PROBLEM DESCRIPTION: In the records that follow, locate every line with "AggregationResult" and extract it.

MATERIAL FOR THIS TASK: Begin

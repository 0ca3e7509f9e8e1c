use chrono::{SecondsFormat, Utc};
use serde::{Deserialize, Serialize};

use crate::features::cicero::{District, Official};

pub const AGGREGATION_SOURCE: &str = "cicero_combined";

#[derive(Debug, Clone, Serialize, Deserialize)]
pub struct AggregationResult {
    pub officials: Vec<Official>,
    pub districts: Vec<District>,
    pub metadata: AggregationMetadata,
}

#[derive(Debug, Clone, Serialize, Deserialize)]
pub struct AggregationMetadata {
    pub total_officials: usize,
    pub source: String,
    pub timestamp: String,
}

impl AggregationResult {
    pub fn new(officials: Vec<Official>, districts: Vec<District>) -> Self {
        let metadata = AggregationMetadata {
            total_officials: officials.len(),
            source: AGGREGATION_SOURCE.to_string(),
            timestamp: Utc::now().to_rfc3339_opts(SecondsFormat::Millis, true),
        };

        Self {
            officials,
            districts,
            metadata,
        }
    }
}

#[derive(Debug, Clone, Serialize, Deserialize)]
pub struct RepresentativesEnvelope {
    pub response: RepresentativesResponse,
}

#[derive(Debug, Clone, Serialize, Deserialize)]
pub struct RepresentativesResponse {
    pub results: AggregationResult,
}

impl From<AggregationResult> for RepresentativesEnvelope {
    fn from(results: AggregationResult) -> Self {
        Self {
            response: RepresentativesResponse { results },
        }
    }
}
use std::env;

use crate::config::dto::{ApiKey, AppConfig, UpstreamConfig};
use crate::core::error::AppError;

pub const DEFAULT_CICERO_BASE_URL: &str = "https://cicero.azavea.com/v3.1";
pub const DEFAULT_CONGRESS_BASE_URL: &str = "https://api.congress.gov/v3";

pub fn load_config() -> Result<AppConfig, AppError> {
    dotenvy::dotenv().ok();

    let port = env::var("SERVER_PORT")
        .or_else(|_| env::var("PORT"))
        .unwrap_or_else(|_| "8888".to_string())
        .parse::<u16>()
        .map_err(|err| AppError::configuration(format!("invalid port: {err}")))?;

    let cicero_api_key = require_secret("CICERO_API_KEY")?;
    let congress_api_key = require_secret("CONGRESS_API_KEY")?;

    let http_timeout_secs = env::var("HTTP_TIMEOUT_SECS")
        .unwrap_or_else(|_| "10".to_string())
        .parse::<u64>()
        .map_err(|err| AppError::configuration(format!("invalid HTTP_TIMEOUT_SECS: {err}")))?;

    Ok(AppConfig {
        port,
        disable_proxy: parse_bool_env("DISABLE_PROXY", false),
        http_timeout_secs,
        cicero: UpstreamConfig {
            base_url: base_url_env("CICERO_BASE_URL", DEFAULT_CICERO_BASE_URL),
            api_key: cicero_api_key,
        },
        congress: UpstreamConfig {
            base_url: base_url_env("CONGRESS_BASE_URL", DEFAULT_CONGRESS_BASE_URL),
            api_key: congress_api_key,
        },
    })
}

fn require_secret(key: &str) -> Result<ApiKey, AppError> {
    env::var(key)
        .ok()
        .map(|value| value.trim().to_string())
        .filter(|value| !value.is_empty())
        .map(ApiKey::new)
        .ok_or_else(|| AppError::configuration(format!("{key} is required")))
}

fn base_url_env(key: &str, default: &str) -> String {
    env::var(key)
        .ok()
        .map(|value| value.trim().trim_end_matches('/').to_string())
        .filter(|value| !value.is_empty())
        .unwrap_or_else(|| default.to_string())
}

fn parse_bool_env(key: &str, default: bool) -> bool {
    env::var(key)
        .map(|value| matches!(value.as_str(), "true" | "1" | "TRUE" | "True"))
        .unwrap_or(default)
}
use axum::Json;
use axum::http::StatusCode;
use axum::response::{IntoResponse, Response};
use serde::Serialize;
use thiserror::Error;

#[derive(Debug, Error)]
pub enum AppError {
    #[error("configuration error: {0}")]
    Configuration(String),
    #[error("bad request: {0}")]
    BadRequest(String),
    #[error("upstream error: {message}")]
    Upstream {
        status: Option<StatusCode>,
        message: String,
    },
    #[error("internal error: {0}")]
    Internal(String),
}

impl AppError {
    pub fn configuration(message: String) -> Self {
        Self::Configuration(message)
    }

    pub fn bad_request(message: String) -> Self {
        Self::BadRequest(message)
    }

    pub fn upstream(status: Option<StatusCode>, message: String) -> Self {
        Self::Upstream { status, message }
    }

    pub fn internal(message: String) -> Self {
        Self::Internal(message)
    }

    // the request URL carries the api key
    pub fn transport(endpoint: &str, err: reqwest::Error) -> Self {
        Self::Upstream {
            status: err.status(),
            message: format!("request to {endpoint} failed: {}", err.without_url()),
        }
    }

    pub fn status_code(&self) -> StatusCode {
        match self {
            Self::Configuration(_) => StatusCode::INTERNAL_SERVER_ERROR,
            Self::BadRequest(_) => StatusCode::BAD_REQUEST,
            Self::Upstream {
                status: Some(status),
                ..
            } => *status,
            Self::Upstream { status: None, .. } => StatusCode::BAD_GATEWAY,
            Self::Internal(_) => StatusCode::INTERNAL_SERVER_ERROR,
        }
    }
}

#[derive(Debug, Serialize)]
pub struct ErrorBody {
    pub error: String,
    #[serde(skip_serializing_if = "Option::is_none")]
    pub details: Option<String>,
}

impl ErrorBody {
    pub fn new(error: &str) -> Self {
        Self {
            error: error.to_string(),
            details: None,
        }
    }

    pub fn with_details(error: &str, details: String) -> Self {
        Self {
            error: error.to_string(),
            details: Some(details),
        }
    }
}

impl IntoResponse for AppError {
    fn into_response(self) -> Response {
        let status = self.status_code();
        let body = Json(ErrorBody::new(&self.to_string()));

        (status, body).into_response()
    }
}
#![allow(dead_code)]

use std::sync::Arc;

use civic_lookup_server::config::{ApiKey, AppConfig, UpstreamConfig};
use serde_json::{Value, json};

pub const CICERO_KEY: &str = "test-cicero-key";
pub const CONGRESS_TOKEN: &str = "test-congress-token";

pub fn test_config(cicero_base: &str, congress_base: &str) -> Arc<AppConfig> {
    Arc::new(AppConfig {
        port: 0,
        disable_proxy: true,
        http_timeout_secs: 5,
        cicero: UpstreamConfig {
            base_url: cicero_base.to_string(),
            api_key: ApiKey::new(CICERO_KEY),
        },
        congress: UpstreamConfig {
            base_url: congress_base.to_string(),
            api_key: ApiKey::new(CONGRESS_TOKEN),
        },
    })
}

pub fn official(id: Option<i64>, first_name: &str, last_name: &str, office: &str) -> Value {
    let mut record = json!({
        "first_name": first_name,
        "last_name": last_name,
        "office": { "name": office, "title": office },
        "party": "Independent",
    });
    if let Some(id) = id {
        record["id"] = json!(id);
    }
    record
}

pub fn officials_payload(officials: Vec<Value>) -> Value {
    json!({ "response": { "results": { "officials": officials } } })
}

pub fn districts_payload(districts: Vec<Value>) -> Value {
    json!({ "response": { "results": { "districts": districts } } })
}
use std::fmt;

#[derive(Debug, Clone)]
pub struct AppConfig {
    pub port: u16,
    pub disable_proxy: bool,
    pub http_timeout_secs: u64,
    pub cicero: UpstreamConfig,
    pub congress: UpstreamConfig,
}

#[derive(Debug, Clone)]
pub struct UpstreamConfig {
    pub base_url: String,
    pub api_key: ApiKey,
}

#[derive(Clone, PartialEq, Eq)]
pub struct ApiKey(String);

impl ApiKey {
    pub fn new(value: impl Into<String>) -> Self {
        Self(value.into())
    }

    pub fn expose(&self) -> &str {
        &self.0
    }
}

impl fmt::Debug for ApiKey {
    fn fmt(&self, f: &mut fmt::Formatter<'_>) -> fmt::Result {
        f.write_str("ApiKey(<redacted>)")
    }
}
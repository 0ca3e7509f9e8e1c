use axum::body::Body;
use axum::http::header::{
    ACCESS_CONTROL_ALLOW_HEADERS, ACCESS_CONTROL_ALLOW_METHODS, ACCESS_CONTROL_ALLOW_ORIGIN,
};
use axum::http::{HeaderValue, Request};
use axum::middleware::Next;
use axum::response::Response;

pub async fn allow_any_origin(request: Request<Body>, next: Next) -> Response {
    let mut response = next.run(request).await;

    let headers = response.headers_mut();
    headers.insert(ACCESS_CONTROL_ALLOW_ORIGIN, HeaderValue::from_static("*"));
    headers.insert(
        ACCESS_CONTROL_ALLOW_METHODS,
        HeaderValue::from_static("POST, OPTIONS"),
    );
    headers.insert(
        ACCESS_CONTROL_ALLOW_HEADERS,
        HeaderValue::from_static("Content-Type"),
    );

    response
}
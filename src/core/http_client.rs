use std::time::Duration;

use reqwest::Client;

pub fn build_http_client(disable_proxy: bool, timeout_secs: u64) -> Result<Client, reqwest::Error> {
    let mut builder = Client::builder()
        .user_agent("civic-lookup-server/0.1")
        .timeout(Duration::from_secs(timeout_secs));

    if disable_proxy {
        builder = builder.no_proxy();
    }

    builder.build()
}
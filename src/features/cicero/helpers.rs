use std::collections::HashSet;

use serde_json::Value;

use crate::features::cicero::dto::{District, Official};

// Ids keep their JSON type: 5 and "5" are different officials. Ids never
// collide with derived name/office composites.
#[derive(Debug, Clone, PartialEq, Eq, Hash)]
pub enum IdentityKey {
    Text(String),
    Number(String),
    Other(String),
    Composite(String),
}

pub fn identity_key(official: &Official) -> IdentityKey {
    if let Some(key) = official.id().and_then(id_key) {
        return key;
    }

    let record = official.record();
    let composite = format!(
        "{}-{}-{}",
        composite_part(record.get("first_name")),
        composite_part(record.get("last_name")),
        composite_part(record.get("office").and_then(|office| office.get("name"))),
    );
    IdentityKey::Composite(composite.to_lowercase())
}

pub fn dedupe_officials(officials: Vec<Official>) -> Vec<Official> {
    let mut seen = HashSet::new();
    officials
        .into_iter()
        .filter(|official| seen.insert(identity_key(official)))
        .collect()
}

// Query value for the district-scoped official lookup; falsy ids yield none.
pub fn district_id(district: &District) -> Option<String> {
    match district.id().and_then(id_key)? {
        IdentityKey::Text(id) | IdentityKey::Number(id) => Some(id),
        IdentityKey::Other(_) | IdentityKey::Composite(_) => None,
    }
}

pub fn parse_districts(payload: &Value) -> Option<Vec<District>> {
    let items = extract_records(payload, "districts")?;
    Some(items.iter().cloned().map(District::new).collect())
}

pub fn parse_officials(payload: &Value) -> Option<Vec<Official>> {
    let items = extract_records(payload, "officials")?;
    Some(items.iter().cloned().map(Official::new).collect())
}

pub fn has_results(payload: &Value) -> bool {
    payload
        .get("response")
        .and_then(|response| response.get("results"))
        .is_some_and(|results| !results.is_null())
}

fn extract_records<'a>(payload: &'a Value, field: &str) -> Option<&'a Vec<Value>> {
    payload
        .get("response")?
        .get("results")?
        .get(field)?
        .as_array()
}

// null, false, 0 and "" count as a missing id.
fn id_key(value: &Value) -> Option<IdentityKey> {
    match value {
        Value::Null | Value::Bool(false) => None,
        Value::String(text) if text.is_empty() => None,
        Value::String(text) => Some(IdentityKey::Text(text.clone())),
        Value::Number(number) => number_key(number).map(IdentityKey::Number),
        other => Some(IdentityKey::Other(other.to_string())),
    }
}

fn number_key(number: &serde_json::Number) -> Option<String> {
    if let Some(integer) = number.as_i64() {
        return (integer != 0).then(|| integer.to_string());
    }
    if let Some(integer) = number.as_u64() {
        return Some(integer.to_string());
    }
    number
        .as_f64()
        .filter(|float| *float != 0.0 && !float.is_nan())
        .map(|float| float.to_string())
}

fn composite_part(value: Option<&Value>) -> String {
    match value {
        None | Some(Value::Null) => String::new(),
        Some(Value::String(text)) => text.clone(),
        Some(other) => other.to_string(),
    }
}
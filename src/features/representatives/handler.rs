use axum::Json;
use axum::body::Bytes;
use axum::extract::State;
use axum::http::StatusCode;
use axum::response::{IntoResponse, Response};
use tracing::error;

use crate::core::error::{AppError, ErrorBody};
use crate::features::cicero::Location;
use crate::features::representatives::dto::RepresentativesEnvelope;
use crate::server::AppState;

const INVALID_BODY_MESSAGE: &str = "Invalid request body";
const FAILURE_MESSAGE: &str = "Failed to fetch representatives";

pub async fn handle_get_representatives(State(state): State<AppState>, body: Bytes) -> Response {
    let location = match serde_json::from_slice::<Location>(&body) {
        Ok(location) => location,
        Err(err) => {
            return (
                StatusCode::BAD_REQUEST,
                Json(ErrorBody::with_details(
                    INVALID_BODY_MESSAGE,
                    format!("expected {{lat, lon, address?}}: {err}"),
                )),
            )
                .into_response();
        }
    };

    match state.aggregator.aggregate(location).await {
        Ok(result) => Json(RepresentativesEnvelope::from(result)).into_response(),
        Err(err) => failure_response(err),
    }
}

pub async fn handle_representatives_preflight() -> StatusCode {
    StatusCode::NO_CONTENT
}

fn failure_response(err: AppError) -> Response {
    match err {
        AppError::BadRequest(details) => (
            StatusCode::BAD_REQUEST,
            Json(ErrorBody::with_details(INVALID_BODY_MESSAGE, details)),
        )
            .into_response(),
        other => {
            error!(target: "representatives", error = %other, "representatives lookup failed");
            (
                StatusCode::INTERNAL_SERVER_ERROR,
                Json(ErrorBody::with_details(FAILURE_MESSAGE, other.to_string())),
            )
                .into_response()
        }
    }
}
use axum::Json;
use serde_json::{Value, json};

use crate::core::error::AppError;

pub async fn handle_healthcheck() -> Result<Json<Value>, AppError> {
    Ok(Json(json!({ "status": "ok" })))
}
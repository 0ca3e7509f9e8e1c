use std::net::SocketAddr;
use std::sync::Arc;

use tokio::net::TcpListener;
use tracing_subscriber::EnvFilter;

use civic_lookup_server::config::load_config;
use civic_lookup_server::core::error::AppError;
use civic_lookup_server::features::cicero::CiceroClient;
use civic_lookup_server::features::congress::CongressClient;
use civic_lookup_server::features::representatives::{CiceroDataSource, RepresentativeAggregator};
use civic_lookup_server::server::{AppState, build_router};

#[tokio::main]
async fn main() -> Result<(), AppError> {
    init_tracing();

    let config = Arc::new(load_config()?);

    let cicero_client: Arc<dyn CiceroDataSource> = Arc::new(CiceroClient::new(config.clone())?);
    let aggregator = Arc::new(RepresentativeAggregator::new(cicero_client));
    let congress_client = Arc::new(CongressClient::new(config.clone())?);

    let app = build_router(AppState::new(aggregator, congress_client));

    let addr = SocketAddr::from(([0, 0, 0, 0], config.port));
    tracing::info!(%addr, "starting server");
    let listener = TcpListener::bind(addr)
        .await
        .map_err(|err| AppError::internal(format!("failed to bind: {err}")))?;
    axum::serve(listener, app)
        .await
        .map_err(|err| AppError::internal(format!("server error: {err}")))?;

    Ok(())
}

fn init_tracing() {
    let filter = EnvFilter::try_from_default_env().unwrap_or_else(|_| EnvFilter::new("info"));
    tracing_subscriber::fmt()
        .with_env_filter(filter)
        .with_target(false)
        .init();
}
use serde::Deserialize;

#[derive(Debug, Deserialize)]
pub struct FetchCongressQuery {
    pub state: Option<String>,
}
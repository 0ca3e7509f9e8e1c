pub mod dto;
pub mod handler;
pub mod service;

pub use dto::{AGGREGATION_SOURCE, AggregationMetadata, AggregationResult, RepresentativesEnvelope};
pub use handler::{handle_get_representatives, handle_representatives_preflight};
pub use service::{CiceroDataSource, RepresentativeAggregator};
//! Binding of `Value` to SQLite storage classes.

use crate::model::value::Value;
use rusqlite::types::{FromSql, FromSqlError, FromSqlResult, ToSqlOutput, ValueRef};
use rusqlite::ToSql;

impl ToSql for Value {
    fn to_sql(&self) -> rusqlite::Result<ToSqlOutput<'_>> {
        Ok(match self {
            Self::Null => ToSqlOutput::Borrowed(ValueRef::Null),
            Self::Bool(flag) => ToSqlOutput::Borrowed(ValueRef::Integer(i64::from(*flag))),
            Self::Integer(number) => ToSqlOutput::Borrowed(ValueRef::Integer(*number)),
            Self::Real(number) => ToSqlOutput::Borrowed(ValueRef::Real(*number)),
            Self::Text(text) => ToSqlOutput::Borrowed(ValueRef::Text(text.as_bytes())),
            Self::Blob(bytes) => ToSqlOutput::Borrowed(ValueRef::Blob(bytes)),
        })
    }
}

impl FromSql for Value {
    fn column_result(value: ValueRef<'_>) -> FromSqlResult<Self> {
        Ok(match value {
            ValueRef::Null => Self::Null,
            ValueRef::Integer(number) => Self::Integer(number),
            ValueRef::Real(number) => Self::Real(number),
            ValueRef::Text(bytes) => Self::Text(
                std::str::from_utf8(bytes)
                    .map_err(|err| FromSqlError::Other(Box::new(err)))?
                    .to_string(),
            ),
            ValueRef::Blob(bytes) => Self::Blob(bytes.to_vec()),
        })
    }
}
//! Set contract: a queryable collection with immediate writes.

use crate::model::entity::Entity;
use crate::query::plan::{Query, QueryPlan};
use crate::query::spec::Spec;
use crate::repo::error::RepoResult;
use crate::repo::write::Update;

/// Untracked collection of `E` that writes straight to its store.
pub trait EntitySet<E: Entity> {
    /// Runs a compiled plan; tracking flags are ignored.
    fn execute(&self, plan: &QueryPlan<E>) -> RepoResult<Vec<E>>;

    fn find(&self, key: &E::Key) -> RepoResult<Option<E>>;

    /// Persists `item` immediately and returns the stored entity.
    fn insert(&self, item: E) -> RepoResult<E>;

    fn delete_many(&self, spec: Spec<E>) -> RepoResult<u64>;

    fn update_many(&self, spec: Spec<E>, update: &Update) -> RepoResult<u64>;

    fn query(&self, query: &Query<E>) -> RepoResult<Vec<E>> {
        self.execute(&query.compile()?)
    }
}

MATERIAL FOR THIS TASK: End

WRITTEN RESPONSE:
pub struct AggregationResult {
impl AggregationResult {
    pub results: AggregationResult,
impl From<AggregationResult> for RepresentativesEnvelope {
    fn from(results: AggregationResult) -> Self {
pub use dto::{AGGREGATION_SOURCE, AggregationMetadata, AggregationResult, RepresentativesEnvelope};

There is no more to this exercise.